Work to be completed. When a line below contains the word "tick", copy that line.

%%

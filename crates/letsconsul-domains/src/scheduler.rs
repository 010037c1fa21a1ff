//! Periodic staleness evaluation and renewal driving.

use std::sync::Arc;
use std::time::Duration;

use chrono::Utc;
use letsconsul_issuer::IssuanceProvider;
use tokio_util::sync::CancellationToken;

use crate::error::RenewError;
use crate::record::DomainRecord;
use crate::registry::DomainRegistry;

/// Owns the registry and walks it on a fixed cadence: reload the declared
/// set, then renew every record whose certificate age crossed the renewal
/// interval. One domain's failure never stops the others.
pub struct RenewalScheduler {
    registry: DomainRegistry,
    issuer: Arc<dyn IssuanceProvider>,
    renew_interval: Duration,
    reload_interval: Duration,
    challenge_bind: String,
}

impl RenewalScheduler {
    pub fn new(
        registry: DomainRegistry,
        issuer: Arc<dyn IssuanceProvider>,
        renew_interval: Duration,
        reload_interval: Duration,
        challenge_bind: impl Into<String>,
    ) -> Self {
        Self {
            registry,
            issuer,
            renew_interval,
            reload_interval,
            challenge_bind: challenge_bind.into(),
        }
    }

    /// Run passes until `cancel` fires. The first pass starts immediately;
    /// later ones wait out the reload interval.
    pub async fn run(mut self, cancel: CancellationToken) {
        tracing::info!(
            reload_interval_secs = self.reload_interval.as_secs(),
            renew_interval_secs = self.renew_interval.as_secs(),
            "Starting renewal scheduler"
        );
        loop {
            self.run_once().await;
            tokio::select! {
                _ = cancel.cancelled() => break,
                _ = tokio::time::sleep(self.reload_interval) => {}
            }
        }
        tracing::debug!("Renewal scheduler stopped");
    }

    /// One full pass: reload, then evaluate every record against a single
    /// wall-clock reading so the whole pass sees one consistent snapshot.
    pub async fn run_once(&mut self) {
        if let Err(e) = self.registry.load().await {
            tracing::warn!(error = %e, "Domain reload failed, retrying next tick");
            return;
        }

        let now = Utc::now();
        for (name, record) in self.registry.snapshot() {
            if !record.is_stale(now, self.renew_interval) {
                continue;
            }
            if let Err(e) = self.renew_one(&name, record).await {
                tracing::warn!(
                    domain = %name,
                    error = %e,
                    "Renewal failed, will retry next tick"
                );
            }
        }
    }

    /// Issue, persist, and only then publish the renewed record to the
    /// registry — a failed write-back keeps the old record in memory so
    /// the next tick retries the whole renewal.
    async fn renew_one(&mut self, name: &str, mut record: DomainRecord) -> Result<(), RenewError> {
        tracing::info!(domain = %name, names = ?record.names, "Renewing certificate");

        let material = self
            .issuer
            .issue(
                &record.names,
                record.contact_email.as_deref(),
                record.account.as_deref(),
                &self.challenge_bind,
            )
            .await?;

        record.apply_issued(material, Utc::now());
        self.registry.persist(name, &record).await?;
        self.registry.upsert(name, record);

        tracing::info!(domain = %name, "Certificate renewed and persisted");
        Ok(())
    }

    /// Registry access for shutdown-time inspection and tests.
    pub fn registry(&self) -> &DomainRegistry {
        &self.registry
    }
}
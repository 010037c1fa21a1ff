//! Domain registry and renewal error types.

use letsconsul_issuer::IssuanceError;
use letsconsul_store::StoreError;

/// Errors from materializing the declared domain set. A failed load
/// aborts the whole attempt and leaves previously-loaded records as they
/// were; the scheduler retries on its next tick.
#[derive(Debug, thiserror::Error)]
pub enum LoadError {
    #[error("can't fetch '{key}' key")]
    MissingKey { key: String },

    #[error("can't fetch '{field}' key from '{name}' domain")]
    MissingField { name: String, field: &'static str },

    #[error("malformed value under '{key}': {reason}")]
    Malformed { key: String, reason: String },

    #[error(transparent)]
    Store(#[from] StoreError),
}

/// Errors from renewing a single domain. Never escalated past that
/// domain's slot in the current tick.
#[derive(Debug, thiserror::Error)]
pub enum RenewError {
    #[error(transparent)]
    Issuance(#[from] IssuanceError),

    #[error("write-back failed: {0}")]
    Store(#[from] StoreError),
}
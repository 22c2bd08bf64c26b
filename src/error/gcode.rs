//! Error types for the G-code line protocol.

use super::ConnectionError;

error_enum! {
	/// Any error returned by the [`gcode`](crate::gcode) module.
	///
	/// A command that is never acknowledged is not an error; see
	/// [`Transcript::terminated`](crate::gcode::Transcript::terminated).
	#[derive(Debug)]
	#[non_exhaustive]
	#[cfg_attr(all(doc, feature = "doc_cfg"), doc(cfg(feature = "gcode")))]
	pub enum GcodeError {
		Connection(ConnectionError),
		Io(std::io::Error),
	}
}
impl_is_timeout! { GcodeError }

%%

Answer for this exercise.
            tracing::warn!(error = %e, "Domain reload failed, retrying next tick");
                    "Renewal failed, will retry next tick"
    /// the next tick retries the whole renewal.
/// were; the scheduler retries on its next tick.
/// domain's slot in the current tick.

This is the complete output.